[Data to use Boundary: Start]

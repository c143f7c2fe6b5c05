use serde::{Deserialize, Serialize};
use sqlx::FromRow;
use validator::Validate;

#[derive(Debug, Clone, Serialize, FromRow)]
pub struct User {
    pub id: i32,
    pub username: String,
    pub email: String,
    #[serde(skip_serializing)]
    pub password: String,
    #[serde(skip_serializing)]
    pub salt: String,
    pub is_staff: bool,
}

#[derive(Debug, Clone)]
pub struct Insert {
    pub username: String,
    pub email: String,
    pub password: String,
    pub salt: String,
}

#[cfg(test)]
#[derive(Debug, Clone, PartialEq)]
pub struct EmailAddress {
    pub id: i32,
    pub user_id: i32,
    pub email: String,
    pub verified: bool,
    pub is_primary: bool,
}

#[derive(Debug, Clone)]
pub struct EmailAddressInsert {
    pub user_id: i32,
    pub email: String,
    pub verified: bool,
    pub is_primary: bool,
}

#[derive(Debug, Default)]
pub struct Patch {
    pub password: Option<String>,
    pub salt: Option<String>,
}

#[derive(Debug, Clone, Default, Deserialize, Validate)]
pub struct Register {
    #[serde(default)]
    #[validate(email(message = "Enter a valid email address."))]
    pub email: String,
    #[serde(default)]
    pub password1: String,
    #[serde(default)]
    pub password2: String,
}

#[derive(Debug, Clone, Default, Deserialize)]
pub struct Login {
    #[serde(default)]
    pub username: String,
    #[serde(default)]
    pub password: String,
    pub next: Option<String>,
}

#[derive(Debug, Clone, Default, Deserialize)]
pub struct PasswordChange {
    #[serde(default)]
    pub old_password: String,
    #[serde(default)]
    pub new_password1: String,
    #[serde(default)]
    pub new_password2: String,
}
pub mod jwt;
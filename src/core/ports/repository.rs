use crate::core::models::{
    choice::{Choice, Query as ChoiceQuery},
    common::Pagination,
    poll::{Insert as PollInsert, Poll, Query as PollQuery, Update as PollUpdate},
    question::{Query as QuestionQuery, Question},
    user::{EmailAddressInsert, Insert as UserInsert, Patch as UserPatch, User},
};
use crate::error::Error;

pub trait QuestionCommon {
    /// Questions matching `query`, most recently published first.
    async fn query(&mut self, query: &QuestionQuery, pagination: Option<Pagination>) -> Result<Vec<Question>, Error>;
}

pub trait ChoiceCommon {
    async fn query(&mut self, query: &ChoiceQuery) -> Result<Vec<Choice>, Error>;
    async fn get(&mut self, id: i32) -> Result<Option<Choice>, Error>;
    /// Adds one vote to the choice in a single statement. Returns the new
    /// counter, or `None` when the choice does not belong to the question.
    async fn increase_votes(&mut self, question_id: i32, id: i32) -> Result<Option<i32>, Error>;
}

pub trait PollCommon {
    async fn insert(&mut self, poll: PollInsert) -> Result<i32, Error>;
    async fn get(&mut self, id: i32) -> Result<Option<Poll>, Error>;
    async fn query(&mut self, query: &PollQuery) -> Result<Vec<Poll>, Error>;
    async fn update(&mut self, id: i32, poll: PollUpdate) -> Result<(), Error>;
    async fn delete(&mut self, id: i32) -> Result<(), Error>;
}

pub trait UserCommon {
    async fn insert(&mut self, user: UserInsert) -> Result<i32, Error>;
    async fn get(&mut self, id: i32) -> Result<Option<User>, Error>;
    async fn get_by_username_or_email(&mut self, name: &str) -> Result<Option<User>, Error>;
    async fn exists_email(&mut self, email: &str) -> Result<bool, Error>;
    async fn patch(&mut self, id: i32, user: UserPatch) -> Result<(), Error>;
    async fn insert_email_address(&mut self, address: EmailAddressInsert) -> Result<i32, Error>;
}

pub trait Common: QuestionCommon + ChoiceCommon + PollCommon + UserCommon {}

pub trait Store: Common {}

pub trait TxStore: Store {
    async fn commit(self) -> Result<(), Error>;
    async fn rollback(self) -> Result<(), Error>;
}

pub trait Manager {
    type Store: Store;
    type TxStore: TxStore;
    async fn db(&self) -> Result<Self::Store, Error>;
    async fn tx(&self) -> Result<Self::TxStore, Error>;
}
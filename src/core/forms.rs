use crate::core::models::{
    choice::Choice,
    poll::Submit as PollSubmit,
    user::{PasswordChange, Register},
};
use crate::error::Error;
use serde::Serialize;
use std::collections::BTreeMap;
use validator::{Validate, ValidationErrors};

pub const REQUIRED: &str = "This field is required.";
pub const INVALID_EMAIL: &str = "Enter a valid email address.";
pub const PASSWORDS_DIFFER: &str = "Passwords Not the Same";
pub const EMAIL_TAKEN: &str = "Email Already Registered";
pub const INVALID_CHOICE: &str = "Select a valid choice. That choice is not one of the available choices.";
pub const OLD_PASSWORD_INCORRECT: &str = "Your old password was entered incorrectly.";
pub const NEW_PASSWORDS_DIFFER: &str = "The two password fields didn't match.";

pub const COMMENT_MAX_LENGTH: usize = 200;

/// Errors keyed by the form field they belong to.
#[derive(Debug, Clone, Default, Serialize, PartialEq)]
pub struct FieldErrors(BTreeMap<String, Vec<String>>);

impl FieldErrors {
    pub fn add(&mut self, field: &str, message: impl Into<String>) {
        self.0.entry(field.to_owned()).or_default().push(message.into());
    }

    pub fn single(field: &str, message: impl Into<String>) -> Self {
        let mut errors = Self::default();
        errors.add(field, message);
        errors
    }

    /// Folds `validator` failures in, keyed by the failing field.
    pub fn merge(&mut self, errors: ValidationErrors) {
        for (field, failures) in errors.field_errors() {
            for failure in failures {
                let message = failure.message.as_ref().map_or_else(|| failure.code.to_string(), |m| m.to_string());
                self.add(&field, message);
            }
        }
    }

    #[cfg(test)]
    pub fn get(&self, field: &str) -> Option<&[String]> {
        self.0.get(field).map(Vec::as_slice)
    }

    #[cfg(test)]
    pub fn has(&self, field: &str) -> bool {
        self.0.contains_key(field)
    }

    pub fn is_empty(&self) -> bool {
        self.0.is_empty()
    }

    pub fn into_result<T>(self, value: T) -> Result<T, Error> {
        if self.is_empty() {
            Ok(value)
        } else {
            Err(Error::Validation(self))
        }
    }
}

fn required(errors: &mut FieldErrors, field: &str, value: &str) -> bool {
    if value.trim().is_empty() {
        errors.add(field, REQUIRED);
        return false;
    }
    true
}

/// `validator` accepts single-label and numeric domains; a registrable
/// address also needs an alphabetic top-level label.
fn has_dotted_domain(email: &str) -> bool {
    let domain = email.rsplit_once('@').map_or("", |(_, d)| d);
    match domain.rsplit_once('.') {
        Some((_, tld)) => tld.starts_with("xn--") || (tld.len() >= 2 && tld.chars().all(|c| c.is_ascii_alphabetic())),
        None => false,
    }
}

/// The error reported for an address that already has an account.
pub fn email_taken_error() -> Error {
    Error::Validation(FieldErrors::single("email", EMAIL_TAKEN))
}

#[derive(Debug, Clone, PartialEq)]
pub struct CleanedRegistration {
    pub email: String,
    pub password: String,
}

pub struct RegisterUserForm {
    data: Register,
}

impl RegisterUserForm {
    pub fn new(mut data: Register) -> Self {
        data.email = data.email.trim().to_owned();
        Self { data }
    }

    pub fn email(&self) -> &str {
        &self.data.email
    }

    /// `email_taken` is looked up by the caller before cleaning. An existing
    /// account is only reported, never touched.
    pub fn clean(self, email_taken: bool) -> Result<CleanedRegistration, Error> {
        let mut errors = FieldErrors::default();
        if required(&mut errors, "email", &self.data.email) {
            if let Err(invalid) = self.data.validate() {
                errors.merge(invalid);
            } else if !has_dotted_domain(&self.data.email) {
                errors.add("email", INVALID_EMAIL);
            }
        }
        let has_p1 = required(&mut errors, "password1", &self.data.password1);
        let has_p2 = required(&mut errors, "password2", &self.data.password2);
        if has_p1 && has_p2 && self.data.password1 != self.data.password2 {
            errors.add("password1", PASSWORDS_DIFFER);
            errors.add("password2", PASSWORDS_DIFFER);
        }
        if email_taken {
            errors.add("email", EMAIL_TAKEN);
        }
        errors.into_result(CleanedRegistration {
            email: self.data.email,
            password: self.data.password1,
        })
    }
}

#[derive(Debug, Clone, PartialEq)]
pub struct CleanedPoll {
    pub choice_id: i32,
    pub comment: String,
}

/// Comment form whose choice field only accepts the choices it was built with.
#[derive(Debug, Serialize)]
pub struct PollForm {
    pub choices: Vec<Choice>,
    #[serde(skip_serializing_if = "Option::is_none")]
    pub initial: Option<PollInitial>,
}

#[derive(Debug, Serialize)]
pub struct PollInitial {
    pub choice: i32,
    pub comment: String,
}

impl PollForm {
    pub fn new(choices: Vec<Choice>) -> Self {
        Self { choices, initial: None }
    }

    pub fn with_initial(mut self, choice: i32, comment: String) -> Self {
        self.initial = Some(PollInitial { choice, comment });
        self
    }

    pub fn allows(&self, choice_id: i32) -> bool {
        self.choices.iter().any(|c| c.id == choice_id)
    }

    pub fn clean(&self, submit: PollSubmit) -> Result<CleanedPoll, Error> {
        let mut errors = FieldErrors::default();
        let raw_choice = submit.choice.unwrap_or_default();
        let mut choice_id = 0;
        if required(&mut errors, "choice", &raw_choice) {
            match raw_choice.trim().parse::<i32>() {
                Ok(id) if self.allows(id) => choice_id = id,
                _ => errors.add("choice", INVALID_CHOICE),
            }
        }
        let comment = submit.comment.unwrap_or_default().trim().to_owned();
        if required(&mut errors, "comment", &comment) && comment.chars().count() > COMMENT_MAX_LENGTH {
            errors.add(
                "comment",
                format!("Ensure this value has at most {} characters (it has {}).", COMMENT_MAX_LENGTH, comment.chars().count()),
            );
        }
        errors.into_result(CleanedPoll { choice_id, comment })
    }
}

pub struct PasswordChangeForm {
    data: PasswordChange,
}

impl PasswordChangeForm {
    pub fn new(data: PasswordChange) -> Self {
        Self { data }
    }

    pub fn old_password(&self) -> &str {
        &self.data.old_password
    }

    pub fn clean(self, old_password_matches: bool) -> Result<String, Error> {
        let mut errors = FieldErrors::default();
        if required(&mut errors, "old_password", &self.data.old_password) && !old_password_matches {
            errors.add("old_password", OLD_PASSWORD_INCORRECT);
        }
        let has_p1 = required(&mut errors, "new_password1", &self.data.new_password1);
        let has_p2 = required(&mut errors, "new_password2", &self.data.new_password2);
        if has_p1 && has_p2 && self.data.new_password1 != self.data.new_password2 {
            errors.add("new_password2", NEW_PASSWORDS_DIFFER);
        }
        errors.into_result(self.data.new_password1)
    }
}
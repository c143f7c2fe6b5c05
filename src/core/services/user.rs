use crate::core::{
    forms::{PasswordChangeForm, RegisterUserForm},
    models::user::{EmailAddressInsert, Insert, PasswordChange, Patch, Register, User},
    password::{hash_password, random_salt, verify_password},
    ports::repository::{Store, TxStore, UserCommon},
};
use crate::error::Error;

/// Creates the account and its verified primary address in one transaction.
/// The username is the lower-cased email.
pub async fn register<T>(mut storer: T, data: Register) -> Result<User, Error>
where
    T: TxStore,
{
    let form = RegisterUserForm::new(data);
    let taken = UserCommon::exists_email(&mut storer, form.email()).await?;
    let cleaned = match form.clean(taken) {
        Ok(cleaned) => cleaned,
        Err(e) => {
            storer.rollback().await?;
            return Err(e);
        }
    };
    let salt = random_salt();
    let id = UserCommon::insert(
        &mut storer,
        Insert {
            username: cleaned.email.to_lowercase(),
            email: cleaned.email.clone(),
            password: hash_password(&cleaned.password, &salt),
            salt,
        },
    )
    .await?;
    UserCommon::insert_email_address(
        &mut storer,
        EmailAddressInsert {
            user_id: id,
            email: cleaned.email,
            verified: true,
            is_primary: true,
        },
    )
    .await?;
    let user = UserCommon::get(&mut storer, id).await?.ok_or(Error::NotFound)?;
    storer.commit().await?;
    log::info!("user {} registered as {}", user.id, user.username);
    Ok(user)
}

pub async fn authenticate<S>(storer: &mut S, username: &str, password: &str) -> Result<User, Error>
where
    S: Store,
{
    match UserCommon::get_by_username_or_email(storer, username.trim()).await? {
        Some(user) if verify_password(password, &user.salt, &user.password) => Ok(user),
        _ => Err(Error::InvalidCredentials),
    }
}

/// Replaces the hash and salt. Returns the updated account so the caller can
/// issue a session matching the new credentials.
pub async fn change_password<S>(storer: &mut S, uid: i32, data: PasswordChange) -> Result<User, Error>
where
    S: Store,
{
    let user = UserCommon::get(storer, uid).await?.ok_or(Error::Forbidden)?;
    let form = PasswordChangeForm::new(data);
    let matches = verify_password(form.old_password(), &user.salt, &user.password);
    let new_password = form.clean(matches)?;
    let salt = random_salt();
    UserCommon::patch(
        storer,
        uid,
        Patch {
            password: Some(hash_password(&new_password, &salt)),
            salt: Some(salt),
        },
    )
    .await?;
    log::info!("user {} changed password", uid);
    UserCommon::get(storer, uid).await?.ok_or(Error::NotFound)
}
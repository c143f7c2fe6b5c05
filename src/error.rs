use crate::core::forms::FieldErrors;
use actix_web::http::{header, StatusCode};
use actix_web::{HttpResponse, ResponseError};
use serde_json::json;
use thiserror::Error as ThisError;

#[derive(Debug, ThisError)]
pub enum Error {
    #[error("database error: {0}")]
    DatabaseError(#[from] sqlx::Error),

    #[error("migration error: {0}")]
    MigrateError(#[from] sqlx::migrate::MigrateError),

    #[error("io error: {0}")]
    IOError(#[from] std::io::Error),

    #[error("jwt error: {0}")]
    JWTError(#[from] jsonwebtoken::errors::Error),

    #[error("invalid config: {0}")]
    ConfigError(String),

    #[error("not found")]
    NotFound,

    #[error("invalid form: {0:?}")]
    Validation(FieldErrors),

    #[error("authentication required")]
    AuthenticationRequired(String),

    #[error("permission denied")]
    Forbidden,

    #[error("invalid username or password")]
    InvalidCredentials,
}

pub const LOGIN_URL: &str = "/login/";

impl ResponseError for Error {
    fn status_code(&self) -> StatusCode {
        match self {
            Error::NotFound => StatusCode::NOT_FOUND,
            Error::Validation(_) => StatusCode::BAD_REQUEST,
            Error::AuthenticationRequired(_) => StatusCode::FOUND,
            Error::Forbidden | Error::InvalidCredentials => StatusCode::FORBIDDEN,
            _ => StatusCode::INTERNAL_SERVER_ERROR,
        }
    }

    fn error_response(&self) -> HttpResponse {
        match self {
            Error::Validation(errors) => HttpResponse::build(self.status_code()).json(json!({ "errors": errors })),
            Error::AuthenticationRequired(next) => HttpResponse::build(self.status_code())
                .insert_header((header::LOCATION, format!("{}?next={}", LOGIN_URL, next)))
                .finish(),
            Error::NotFound | Error::Forbidden | Error::InvalidCredentials => HttpResponse::build(self.status_code()).json(json!({ "error": self.to_string() })),
            _ => {
                log::error!("{}", self);
                HttpResponse::build(self.status_code()).json(json!({ "error": "internal server error" }))
            }
        }
    }
}
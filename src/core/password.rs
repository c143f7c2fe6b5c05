use hex::ToHex;
use rand::{thread_rng, Rng};
use sha2::{Digest, Sha256};

const SALT_CHARS: &[u8] = b"1234567890abcdefghijklmnopqrstuvwxyzABCDEFGHIJKLMNOPQRSTUVWXYZ";

pub fn hash_password(pass: &str, slt: &str) -> String {
    let mut hasher = Sha256::new();
    hasher.update(pass);
    hasher.update(slt);
    hasher.finalize().encode_hex()
}

pub fn random_salt() -> String {
    let mut rng = thread_rng();
    (0..32).map(|_| SALT_CHARS[rng.gen_range(0..SALT_CHARS.len())] as char).collect()
}

pub fn verify_password(pass: &str, slt: &str, hashed: &str) -> bool {
    hash_password(pass, slt) == hashed
}

/// Fingerprint of the stored credentials carried in session tokens. Any
/// password change alters it, which retires every token issued before.
pub fn session_hash(hashed: &str, slt: &str) -> String {
    let mut hasher = Sha256::new();
    hasher.update(b"session:");
    hasher.update(hashed);
    hasher.update(slt);
    let digest: String = hasher.finalize().encode_hex();
    digest[..16].to_owned()
}
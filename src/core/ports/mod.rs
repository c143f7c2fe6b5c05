pub mod repository;
pub mod tokener;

[Data to use Boundary: End]

Filter the entries and copy each line with "format".

                format!("Ensure this value has at most {} characters (it has {}).", COMMENT_MAX_LENGTH, comment.chars().count()),
                .insert_header((header::LOCATION, format!("{}?next={}", LOGIN_URL, next)))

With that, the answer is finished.